Another striking feature of the structure of this compound is the occurence of the rare intermolecular C—H···Ag interactions between two neighbouring stair-like layers. The intermolecular distances indicate the presence of obvious close complementary C—H···M close interactions between the metal centers and the pyridyl ring H atoms [Ag···H = 2.8394 (3) Å, Ag···C = 3.576 (4) Å and C—H···Ag = 135.0 (2)°]. From the above-mentioned bond distances and angle, such C—H···Ag close interactions should be described as a weak intermolecular C—H···M hydrogen bonding, as previously described (Thakur & Desiraju, 2005). Furthermore, donors and acceptors involve two separate coordination centers, strengthening contacts between the two components (Fig. 5). Although neighbouring stair-like layers contacting each other via C—H···Ag produce grid-like one-dimensional tunnels with diameters from about 0.6 to 1 nm, AsF6- counter-anions occupy these tunnels, diminishing the gas absorption ability of the solid material. However, ion-exchange from AsF6- anions to other analogues such as PF6- is possible.
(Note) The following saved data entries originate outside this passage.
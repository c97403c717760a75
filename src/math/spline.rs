//! Natural cubic spline interpolation.
//!
//! Used to draw the upper/lower envelopes through local extrema during EMD
//! sifting. Natural boundary conditions (zero second derivative at both ends)
//! keep the envelopes from overshooting at the series edges.
//!
//! Each segment is stored as `S(x) = a + b·dx + c·dx² + d·dx³` with
//! `dx = x - x_i`, solved with the Thomas algorithm in O(n).

#[derive(Debug, Clone)]
pub struct CubicSpline {
    x: Vec<f64>,
    coeffs: Vec<[f64; 4]>,
}

impl CubicSpline {
    /// Build a spline through `(x, y)`.
    ///
    /// Returns `None` unless the lengths match, there are at least two knots, and
    /// `x` is strictly increasing.
    pub fn new(x: &[f64], y: &[f64]) -> Option<Self> {
        let n = x.len();
        if n != y.len() || n < 2 || x.windows(2).any(|w| w[1] <= w[0]) {
            return None;
        }

        let h: Vec<f64> = x.windows(2).map(|w| w[1] - w[0]).collect();

        let mut alpha = vec![0.0; n];
        for i in 1..n - 1 {
            alpha[i] = (3.0 / h[i]) * (y[i + 1] - y[i]) - (3.0 / h[i - 1]) * (y[i] - y[i - 1]);
        }

        let mut l = vec![1.0; n];
        let mut mu = vec![0.0; n];
        let mut z = vec![0.0; n];
        for i in 1..n - 1 {
            l[i] = 2.0 * (x[i + 1] - x[i - 1]) - h[i - 1] * mu[i - 1];
            mu[i] = h[i] / l[i];
            z[i] = (alpha[i] - h[i - 1] * z[i - 1]) / l[i];
        }

        let mut c = vec![0.0; n];
        let mut coeffs = vec![[0.0; 4]; n - 1];
        for j in (0..n - 1).rev() {
            c[j] = z[j] - mu[j] * c[j + 1];
            let b = (y[j + 1] - y[j]) / h[j] - h[j] * (c[j + 1] + 2.0 * c[j]) / 3.0;
            let d = (c[j + 1] - c[j]) / (3.0 * h[j]);
            coeffs[j] = [y[j], b, c[j], d];
        }

        Some(Self {
            x: x.to_vec(),
            coeffs,
        })
    }

    /// Evaluate at `x`. Outside the knot range the end segments are extended.
    pub fn evaluate(&self, x: f64) -> f64 {
        let last = self.coeffs.len() - 1;
        let seg = self.x.partition_point(|&k| k <= x).saturating_sub(1).min(last);
        let dx = x - self.x[seg];
        let [a, b, c, d] = self.coeffs[seg];
        a + dx * (b + dx * (c + dx * d))
    }
}

#[cfg(test)]
mod tests {
    use super::*;

    #[test]
    fn passes_through_knots() {
        let x = [0.0, 1.0, 2.5, 4.0];
        let y = [1.0, -2.0, 0.5, 3.0];
        let s = CubicSpline::new(&x, &y).unwrap();
        for (xi, yi) in x.iter().zip(&y) {
            assert!((s.evaluate(*xi) - yi).abs() < 1e-12);
        }
    }

    #[test]
    fn reproduces_straight_line() {
        let x = [0.0, 1.0, 2.0, 3.0, 4.0];
        let y: Vec<f64> = x.iter().map(|v| 2.0 * v - 1.0).collect();
        let s = CubicSpline::new(&x, &y).unwrap();
        assert!((s.evaluate(1.7) - 2.4).abs() < 1e-12);
    }

    #[test]
    fn rejects_unsorted_knots() {
        assert!(CubicSpline::new(&[0.0, 2.0, 1.0], &[0.0, 1.0, 2.0]).is_none());
        assert!(CubicSpline::new(&[0.0], &[0.0]).is_none());
    }
}
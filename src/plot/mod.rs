//! Terminal plotting.

pub mod ascii;

pub use ascii::*;
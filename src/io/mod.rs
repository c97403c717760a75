//! Input/output around the light-curve core.
//!
//! - named-column sources (`source`)
//! - light-curve factory over a loaded record (`file`)
//! - CSV ingest (`ingest`)
//! - CSV/JSON exporters (`export`)

pub mod export;
pub mod file;
pub mod ingest;
pub mod source;

pub use export::*;
pub use file::*;
pub use ingest::*;
pub use source::*;
//! Mathematical utilities: polynomial basis, weighted least squares, splines and
//! robust statistics.

pub mod basis;
pub mod ols;
pub mod spline;
pub mod stats;

pub use basis::*;
pub use ols::*;
pub use spline::*;
pub use stats::*;
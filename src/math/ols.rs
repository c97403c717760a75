//! Weighted least squares solver.
//!
//! Every trend model in this crate is linear in its coefficients, so fitting
//! reduces to problems of the form:
//!
//! ```text
//! minimize Σ w_i (y_i - x_i^T β)^2
//! ```
//!
//! Implementation choices:
//! - We scale rows by `sqrt(w_i)` and solve an ordinary least squares problem.
//! - We use SVD so tall (n ≫ p) and nearly collinear design matrices are handled
//!   without panicking. Nalgebra's `QR::solve` expects square systems.

use nalgebra::{DMatrix, DVector};

/// Solve a least squares problem using SVD.
///
/// Returns `None` if the system is too ill-conditioned to solve robustly.
pub fn solve_least_squares(x: &DMatrix<f64>, y: &DVector<f64>) -> Option<DVector<f64>> {
    let svd = x.clone().svd(true, true);

    // Try progressively looser tolerances if strict solve fails.
    for &tol in &[1e-10, 1e-8, 1e-6] {
        if let Ok(beta) = svd.solve(y, tol) {
            if beta.iter().all(|v| v.is_finite()) {
                return Some(beta);
            }
        }
    }

    None
}

/// Solve `minimize Σ w_i (y_i - x_i^T β)^2` by row scaling.
///
/// Rows with non-positive or non-finite weight contribute nothing.
pub fn solve_weighted_least_squares(
    x: &DMatrix<f64>,
    y: &DVector<f64>,
    w: &[f64],
) -> Option<DVector<f64>> {
    let mut xs = x.clone();
    let mut ys = y.clone();
    for (i, &wi) in w.iter().enumerate().take(x.nrows()) {
        let s = if wi.is_finite() && wi > 0.0 { wi.sqrt() } else { 0.0 };
        xs.row_mut(i).scale_mut(s);
        ys[i] *= s;
    }
    solve_least_squares(&xs, &ys)
}

#[cfg(test)]
mod tests {
    use super::*;

    #[test]
    fn least_squares_solves_simple_system() {
        // Fit y = 2 + 3x on x = [0,1,2]
        let x = DMatrix::from_row_slice(3, 2, &[1.0, 0.0, 1.0, 1.0, 1.0, 2.0]);
        let y = DVector::from_row_slice(&[2.0, 5.0, 8.0]);

        let beta = solve_least_squares(&x, &y).unwrap();
        assert!((beta[0] - 2.0).abs() < 1e-10);
        assert!((beta[1] - 3.0).abs() < 1e-10);
    }

    #[test]
    fn zero_weight_rows_are_ignored() {
        // The last row is an outlier with weight 0.
        let x = DMatrix::from_row_slice(4, 2, &[1.0, 0.0, 1.0, 1.0, 1.0, 2.0, 1.0, 3.0]);
        let y = DVector::from_row_slice(&[1.0, 2.0, 3.0, 100.0]);

        let beta = solve_weighted_least_squares(&x, &y, &[1.0, 1.0, 1.0, 0.0]).unwrap();
        assert!((beta[0] - 1.0).abs() < 1e-10);
        assert!((beta[1] - 1.0).abs() < 1e-10);
    }
}
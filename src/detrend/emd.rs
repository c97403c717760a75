//! Empirical mode decomposition (EMD) detrending.
//!
//! The series is split by sifting into intrinsic mode functions (IMFs), from
//! fastest to slowest oscillation. What remains after the last IMF is the
//! residue: a curve with too few extrema to oscillate, i.e. the trend. The
//! detrended flux is `flux - residue`.
//!
//! Sifting one IMF:
//! - find local maxima/minima of the current candidate `h`
//! - draw natural cubic spline envelopes through them; both envelopes are also
//!   pinned to the series endpoints
//! - subtract the envelope mean from `h`
//! - stop after `sift_iters` rounds, or once Huang's SD criterion
//!   `Σ m² / Σ h²` drops below `sift_threshold`
//!
//! Decomposition stops when the residue has fewer than two maxima or two
//! minima, or after `max_imfs` IMFs.

use crate::detrend::{Detrender, assemble, check_inputs, finite_indices};
use crate::domain::LightCurve;
use crate::error::LightCurveError;
use crate::math::CubicSpline;

#[derive(Debug, Clone, PartialEq)]
pub struct EmdDetrender {
    max_imfs: usize,
    sift_iters: usize,
    sift_threshold: f64,
}

/// IMFs plus residue; `imfs.iter().sum() + residue` reproduces the input.
#[derive(Debug, Clone, PartialEq)]
pub struct Decomposition {
    pub imfs: Vec<Vec<f64>>,
    pub residue: Vec<f64>,
}

impl EmdDetrender {
    pub fn new(max_imfs: usize, sift_iters: usize, sift_threshold: f64) -> Self {
        Self {
            max_imfs,
            sift_iters: sift_iters.max(1),
            sift_threshold,
        }
    }

    /// Decompose `x` sampled at strictly increasing, finite times `t`.
    pub fn decompose(&self, t: &[f64], x: &[f64]) -> Decomposition {
        let mut residue = x.to_vec();
        let mut imfs = Vec::new();

        while imfs.len() < self.max_imfs {
            let (maxima, minima) = extrema(&residue);
            if maxima.len() < 2 || minima.len() < 2 {
                break;
            }
            let Some(imf) = self.sift(t, &residue) else {
                break;
            };
            for (r, m) in residue.iter_mut().zip(&imf) {
                *r -= m;
            }
            imfs.push(imf);
        }

        log::debug!("emd: extracted {} IMFs from {} points", imfs.len(), x.len());
        Decomposition { imfs, residue }
    }

    fn sift(&self, t: &[f64], x: &[f64]) -> Option<Vec<f64>> {
        let mut h = x.to_vec();
        for _ in 0..self.sift_iters {
            let Some(mean) = envelope_mean(t, &h) else {
                break;
            };
            let energy: f64 = h.iter().map(|v| v * v).sum();
            let change: f64 = mean.iter().map(|m| m * m).sum();
            for (hi, mi) in h.iter_mut().zip(&mean) {
                *hi -= mi;
            }
            if energy <= 0.0 || change / energy < self.sift_threshold {
                break;
            }
        }

        // An all-zero IMF leaves the residue unchanged; stop decomposing.
        h.iter().any(|v| *v != 0.0).then_some(h)
    }
}

impl Default for EmdDetrender {
    fn default() -> Self {
        Self::new(8, 10, 0.2)
    }
}

impl Detrender for EmdDetrender {
    fn name(&self) -> &'static str {
        "emd"
    }

    fn detrend(
        &self,
        time: &[f64],
        flux: &[f64],
        flux_err: Option<&[f64]>,
    ) -> Result<LightCurve, LightCurveError> {
        check_inputs(time, flux, flux_err)?;

        let mut idx = finite_indices(time, flux);
        idx.sort_by(|&a, &b| time[a].total_cmp(&time[b]));

        // Sifting needs strictly increasing times: repeated timestamps share one
        // grid sample (the first point seen) but every point gets the trend back.
        let mut t: Vec<f64> = Vec::with_capacity(idx.len());
        let mut x: Vec<f64> = Vec::with_capacity(idx.len());
        let mut slot = Vec::with_capacity(idx.len());
        for &i in &idx {
            if t.last() != Some(&time[i]) {
                t.push(time[i]);
                x.push(flux[i]);
            }
            slot.push(t.len() - 1);
        }
        if t.len() < idx.len() {
            log::warn!(
                "emd: {} points share a timestamp; fitting on the first of each",
                idx.len() - t.len()
            );
        }

        let decomposition = self.decompose(&t, &x);

        let mut out = vec![f64::NAN; time.len()];
        for (&i, &k) in idx.iter().zip(&slot) {
            out[i] = flux[i] - decomposition.residue[k];
        }
        assemble(time, out, flux_err)
    }
}

/// Interior local maxima and minima (plateaus count once, at their first sample).
fn extrema(h: &[f64]) -> (Vec<usize>, Vec<usize>) {
    let mut maxima = Vec::new();
    let mut minima = Vec::new();
    for i in 1..h.len().saturating_sub(1) {
        if h[i] > h[i - 1] && h[i] >= h[i + 1] {
            maxima.push(i);
        } else if h[i] < h[i - 1] && h[i] <= h[i + 1] {
            minima.push(i);
        }
    }
    (maxima, minima)
}

fn envelope(t: &[f64], h: &[f64], interior: &[usize]) -> Option<CubicSpline> {
    let last = h.len() - 1;
    let mut knots = Vec::with_capacity(interior.len() + 2);
    knots.push(0);
    knots.extend_from_slice(interior);
    knots.push(last);

    let kt: Vec<f64> = knots.iter().map(|&i| t[i]).collect();
    let kh: Vec<f64> = knots.iter().map(|&i| h[i]).collect();
    CubicSpline::new(&kt, &kh)
}

fn envelope_mean(t: &[f64], h: &[f64]) -> Option<Vec<f64>> {
    let (maxima, minima) = extrema(h);
    if maxima.len() < 2 || minima.len() < 2 {
        return None;
    }
    let upper = envelope(t, h, &maxima)?;
    let lower = envelope(t, h, &minima)?;
    Some(t.iter().map(|&ti| 0.5 * (upper.evaluate(ti) + lower.evaluate(ti))).collect())
}
//! Polynomial detrending.
//!
//! Fits a weighted least-squares polynomial in time (Legendre basis on
//! normalized time, see `math::basis`) and subtracts it. The degree is either
//! fixed or chosen by BIC over `0..=max_degree`.

use crate::detrend::{Detrender, assemble, base_weights, check_inputs, finite_indices};
use crate::domain::LightCurve;
use crate::error::LightCurveError;
use crate::fit::{FitOptions, PolyFit, fit_polynomial, select_degree};

#[derive(Debug, Clone, PartialEq)]
pub struct PolynomialDetrender {
    degree: Option<usize>,
    max_degree: usize,
    fit: FitOptions,
}

impl PolynomialDetrender {
    pub fn new(degree: Option<usize>, max_degree: usize, fit: FitOptions) -> Self {
        Self {
            degree,
            max_degree,
            fit,
        }
    }

    /// Fit the trend on the finite points, returning it for inspection.
    pub fn fit_trend(
        &self,
        time: &[f64],
        flux: &[f64],
        flux_err: Option<&[f64]>,
    ) -> Result<PolyFit, LightCurveError> {
        check_inputs(time, flux, flux_err)?;
        let idx = finite_indices(time, flux);
        let t: Vec<f64> = idx.iter().map(|&i| time[i]).collect();
        let f: Vec<f64> = idx.iter().map(|&i| flux[i]).collect();
        let w = base_weights(flux_err, &idx);

        match self.degree {
            Some(degree) => fit_polynomial(self.name(), &t, &f, &w, degree, &self.fit),
            None => Ok(select_degree(self.name(), &t, &f, &w, self.max_degree, &self.fit)?.best.fit),
        }
    }
}

impl Default for PolynomialDetrender {
    fn default() -> Self {
        Self::new(None, 5, FitOptions::default())
    }
}

impl Detrender for PolynomialDetrender {
    fn name(&self) -> &'static str {
        "polynomial"
    }

    fn detrend(
        &self,
        time: &[f64],
        flux: &[f64],
        flux_err: Option<&[f64]>,
    ) -> Result<LightCurve, LightCurveError> {
        check_inputs(time, flux, flux_err)?;
        if finite_indices(time, flux).is_empty() {
            return assemble(time, vec![f64::NAN; time.len()], flux_err);
        }
        let trend = self.fit_trend(time, flux, flux_err)?;
        assemble(time, subtract_trend(time, flux, &trend), flux_err)
    }
}

/// `flux - trend(time)`; non-finite inputs map to NaN.
pub(crate) fn subtract_trend(time: &[f64], flux: &[f64], trend: &PolyFit) -> Vec<f64> {
    time.iter()
        .zip(flux)
        .map(|(&t, &f)| {
            if t.is_finite() && f.is_finite() {
                f - trend.predict(t)
            } else {
                f64::NAN
            }
        })
        .collect()
}

#[cfg(test)]
mod tests {
    use super::*;
    use crate::domain::RobustKind;
    use approx::assert_abs_diff_eq;

    fn time_axis(n: usize) -> Vec<f64> {
        (0..n).map(|i| 2450.0 + i as f64 * 0.0204).collect()
    }

    #[test]
    fn fixed_degree_removes_quadratic_trend() {
        let time = time_axis(300);
        let flux: Vec<f64> = time
            .iter()
            .map(|t| {
                let x = t - 2450.0;
                5000.0 + 12.0 * x - 1.5 * x * x
            })
            .collect();

        let out = PolynomialDetrender::new(Some(2), 5, FitOptions::default())
            .detrend(&time, &flux, None)
            .unwrap();
        for f in out.flux() {
            assert_abs_diff_eq!(*f, 0.0, epsilon = 1e-6);
        }
    }

    #[test]
    fn selected_degree_keeps_periodic_signal() {
        let time = time_axis(500);
        let signal: Vec<f64> = time.iter().map(|t| 2.0 * (t * 40.0).sin()).collect();
        let flux: Vec<f64> = time
            .iter()
            .zip(&signal)
            .map(|(t, s)| 800.0 + 4.0 * (t - 2450.0) + s)
            .collect();

        let out = PolynomialDetrender::default().detrend(&time, &flux, None).unwrap();
        let rms: f64 = (out
            .flux()
            .iter()
            .zip(&signal)
            .map(|(o, s)| (o - s) * (o - s))
            .sum::<f64>()
            / signal.len() as f64)
            .sqrt();
        assert!(rms < 0.2, "rms={rms}");
    }

    #[test]
    fn nan_points_are_skipped_and_stay_nan() {
        let time = time_axis(50);
        let mut flux: Vec<f64> = time.iter().map(|t| 10.0 + (t - 2450.0)).collect();
        flux[7] = f64::NAN;

        let out = PolynomialDetrender::new(Some(1), 5, FitOptions::default())
            .detrend(&time, &flux, None)
            .unwrap();
        assert!(out.flux()[7].is_nan());
        assert_abs_diff_eq!(out.flux()[8], 0.0, epsilon = 1e-9);
    }

    #[test]
    fn robust_fit_ignores_flare() {
        let time = time_axis(200);
        let mut flux: Vec<f64> = time.iter().map(|t| 100.0 + 2.0 * (t - 2450.0)).collect();
        for f in flux.iter_mut().skip(90).take(5) {
            *f += 40.0;
        }
        let fit = FitOptions {
            robust: RobustKind::Huber,
            robust_iters: 10,
            robust_k: 1.345,
        };

        let out = PolynomialDetrender::new(Some(1), 5, fit)
            .detrend(&time, &flux, None)
            .unwrap();
        assert_abs_diff_eq!(out.flux()[10], 0.0, epsilon = 0.1);
        assert!(out.flux()[92] > 39.0);
    }

    #[test]
    fn short_curve_uses_highest_fittable_degree() {
        let time = [0.0, 1.0, 2.0, 3.0];
        let flux = [10.0, 12.0, 15.0, 11.0];

        let out = PolynomialDetrender::default().detrend(&time, &flux, None).unwrap();
        assert_eq!(out.len(), 4);
        for f in out.flux() {
            assert_abs_diff_eq!(*f, 0.0, epsilon = 1e-9);
        }
    }

    #[test]
    fn too_few_points_for_degree() {
        let err = PolynomialDetrender::new(Some(4), 5, FitOptions::default())
            .detrend(&[0.0, 1.0, 2.0], &[1.0, 2.0, 3.0], None)
            .unwrap_err();
        assert!(matches!(err, LightCurveError::InsufficientData { .. }));
    }
}
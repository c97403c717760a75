//! Polynomial degree selection using BIC with guardrails.
//!
//! Each candidate degree `d` (k = d + 1 parameters) is fitted and scored with:
//!
//! - BIC = n * ln(SSE/n) + k * ln(n)
//!
//! Selection rules:
//! 1. Exclude underdetermined degrees: require `n >= k + 5`
//! 2. Choose the degree with minimum BIC
//! 3. If ΔBIC < 2 between the best and a lower degree, pick the lower degree
//!
//! Short series where no degree clears rule 1 are fitted at the highest degree
//! with `n >= k` instead of being rejected.

use rayon::prelude::*;

use crate::error::LightCurveError;
use crate::fit::fitter::{FitOptions, PolyFit, fit_polynomial};

/// Minimum number of extra observations beyond parameter count.
const MIN_N_BUFFER: usize = 5;

/// A scored candidate fit.
#[derive(Debug, Clone, PartialEq)]
pub struct ScoredFit {
    pub fit: PolyFit,
    pub bic: f64,
}

/// Output of fitting + selection.
#[derive(Debug, Clone)]
pub struct DegreeSelection {
    pub best: ScoredFit,
    /// Fits for all attempted degrees (after guardrails), lowest degree first.
    pub(crate) fits: Vec<ScoredFit>,
    /// Any degrees that were skipped and why (for diagnostics).
    pub(crate) skipped: Vec<(usize, String)>,
}

/// Fit every degree in `0..=max_degree` (in parallel) and select one by BIC.
pub fn select_degree(
    method: &'static str,
    time: &[f64],
    flux: &[f64],
    weights: &[f64],
    max_degree: usize,
    opts: &FitOptions,
) -> Result<DegreeSelection, LightCurveError> {
    let n = time.len();

    let mut skipped = Vec::new();
    let mut degrees = Vec::new();
    for degree in 0..=max_degree {
        let k = degree + 1;
        if n < k + MIN_N_BUFFER {
            skipped.push((
                degree,
                format!("Underdetermined: n={n} < k+{MIN_N_BUFFER}={}", k + MIN_N_BUFFER),
            ));
        } else {
            degrees.push(degree);
        }
    }

    if degrees.is_empty() {
        if n == 0 {
            return Err(LightCurveError::InsufficientData { method, needed: 1, got: 0 });
        }
        let degree = max_degree.min(n - 1);
        skipped.retain(|(d, _)| *d != degree);
        log::debug!("{method}: only {n} points, fitting degree {degree} without BIC selection");
        degrees.push(degree);
    }

    let results: Vec<Result<PolyFit, LightCurveError>> = degrees
        .par_iter()
        .map(|&degree| fit_polynomial(method, time, flux, weights, degree, opts))
        .collect();

    let mut fits = Vec::with_capacity(results.len());
    for (degree, result) in degrees.iter().zip(results) {
        match result {
            Ok(fit) => {
                let bic = bic(fit.n, fit.sse, fit.param_count());
                fits.push(ScoredFit { fit, bic });
            }
            Err(e) => skipped.push((*degree, e.to_string())),
        }
    }

    if fits.is_empty() {
        return Err(LightCurveError::FitFailed {
            method,
            reason: "no candidate degree could be fitted".to_string(),
        });
    }

    for (degree, reason) in &skipped {
        log::debug!("{method}: skipped degree {degree}: {reason}");
    }

    let best = select_by_bic(&fits);
    log::debug!(
        "{method}: selected degree {} (bic={:.3}) from {} candidates",
        best.fit.degree,
        best.bic,
        fits.len()
    );

    Ok(DegreeSelection { best, fits, skipped })
}

fn bic(n: usize, sse: f64, k: usize) -> f64 {
    let n_f = n as f64;
    let sse_per = (sse / n_f).max(1e-12);
    n_f * sse_per.ln() + (k as f64) * n_f.ln()
}

fn select_by_bic(fits: &[ScoredFit]) -> ScoredFit {
    let mut best = &fits[0];
    for f in &fits[1..] {
        if f.bic < best.bic {
            best = f;
        }
    }

    let best_bic = best.bic;

    // Prefer simplicity if within 2 BIC points. `fits` is ordered by degree, so
    // the first close-enough fit is the simplest one.
    fits.iter()
        .find(|f| f.bic <= best_bic + 2.0)
        .unwrap_or(best)
        .clone()
}
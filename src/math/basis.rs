//! Stable polynomial basis for trend fitting.
//!
//! Raw monomials `t^k` on mission timestamps (values in the thousands of days)
//! produce hopelessly ill-conditioned design matrices. We therefore:
//!
//! - map time onto `[-1, 1]` with an affine [`AxisScale`]
//! - evaluate Legendre polynomials `P_k(x)` there, via the three-term recurrence
//!   `(k+1) P_{k+1} = (2k+1) x P_k - k P_{k-1}`

/// Affine map from a data range onto `[-1, 1]`.
#[derive(Debug, Clone, Copy, PartialEq)]
pub struct AxisScale {
    center: f64,
    half_span: f64,
}

impl AxisScale {
    /// Build the scale from the finite values in `values`.
    ///
    /// A degenerate range (single value, or nothing finite) maps everything to 0.
    pub fn from_values(values: &[f64]) -> Self {
        let (lo, hi) = values
            .iter()
            .filter(|v| v.is_finite())
            .fold((f64::INFINITY, f64::NEG_INFINITY), |(lo, hi), &v| (lo.min(v), hi.max(v)));

        if !(lo.is_finite() && hi.is_finite()) || hi <= lo {
            let center = if lo.is_finite() { lo } else { 0.0 };
            return Self {
                center,
                half_span: 1.0,
            };
        }

        Self {
            center: 0.5 * (lo + hi),
            half_span: 0.5 * (hi - lo),
        }
    }

    pub fn apply(&self, v: f64) -> f64 {
        (v - self.center) / self.half_span
    }
}

/// Fill `out` with `P_0(x) .. P_{out.len()-1}(x)`.
pub fn fill_legendre_row(x: f64, out: &mut [f64]) {
    if out.is_empty() {
        return;
    }
    out[0] = 1.0;
    if out.len() > 1 {
        out[1] = x;
    }
    for k in 1..out.len().saturating_sub(1) {
        let kf = k as f64;
        out[k + 1] = ((2.0 * kf + 1.0) * x * out[k] - kf * out[k - 1]) / (kf + 1.0);
    }
}

/// Evaluate `Σ c_k P_k(x)`.
pub fn eval_legendre(coeffs: &[f64], x: f64) -> f64 {
    let mut row = vec![0.0; coeffs.len()];
    fill_legendre_row(x, &mut row);
    row.iter().zip(coeffs).map(|(p, c)| p * c).sum()
}

/// Evaluate a monomial polynomial `Σ c_k x^k` (Horner).
pub fn eval_monomial(coeffs: &[f64], x: f64) -> f64 {
    coeffs.iter().rev().fold(0.0, |acc, &c| acc * x + c)
}

/// Derivative of `Σ c_k x^k`.
pub fn eval_monomial_derivative(coeffs: &[f64], x: f64) -> f64 {
    coeffs
        .iter()
        .enumerate()
        .skip(1)
        .rev()
        .fold(0.0, |acc, (k, &c)| acc * x + k as f64 * c)
}

#[cfg(test)]
mod tests {
    use super::*;

    #[test]
    fn legendre_matches_closed_forms() {
        let x = 0.3;
        let mut row = [0.0; 4];
        fill_legendre_row(x, &mut row);
        assert!((row[0] - 1.0).abs() < 1e-15);
        assert!((row[1] - x).abs() < 1e-15);
        assert!((row[2] - 0.5 * (3.0 * x * x - 1.0)).abs() < 1e-15);
        assert!((row[3] - 0.5 * (5.0 * x * x * x - 3.0 * x)).abs() < 1e-15);
    }

    #[test]
    fn axis_scale_maps_range_onto_unit_interval() {
        let s = AxisScale::from_values(&[120.0, f64::NAN, 130.0, 125.0]);
        assert!((s.apply(120.0) + 1.0).abs() < 1e-12);
        assert!((s.apply(130.0) - 1.0).abs() < 1e-12);
        assert!(s.apply(125.0).abs() < 1e-12);
    }

    #[test]
    fn monomial_derivative() {
        // p(x) = 1 + 2x + 3x^2, p'(x) = 2 + 6x
        let c = [1.0, 2.0, 3.0];
        assert!((eval_monomial(&c, 2.0) - 17.0).abs() < 1e-12);
        assert!((eval_monomial_derivative(&c, 2.0) - 14.0).abs() < 1e-12);
    }
}
use std::process::ExitCode;

fn main() -> ExitCode {
    match lc_detrend::app::run() {
        Ok(()) => ExitCode::SUCCESS,
        Err(err) => {
            eprintln!("{err}");
            ExitCode::from(err.exit_code())
        }
    }
}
Finally, C—H···Ag inter- or intra-molecular interactions were found in only a few silver compounds and act as connectors to link some finite components (e.g. {[AgL2](ClO4)}2, L2 = 9-[3-(2-pyridyl)pyrazol-1-yl]acridine; Ag···H = 2.657–2.706 Å, Ag···C = 3.198–3.231 Å and C—H···Ag = 116.60–117.73°; Clarke et al., 2004; McMorran & Steel, 2002; Liu et al., 2006; Zhao & Mak, 2007). However, to the best of our knowledge, these authors found no C—H···Ag interactions that connect infinite one-dimensional chains or two-dimensional layers of silver coordination polymers to construct higher-dimensional frameworks. This work may therefore provide a new method for the construction of supramolecular high-dimensional frameworks.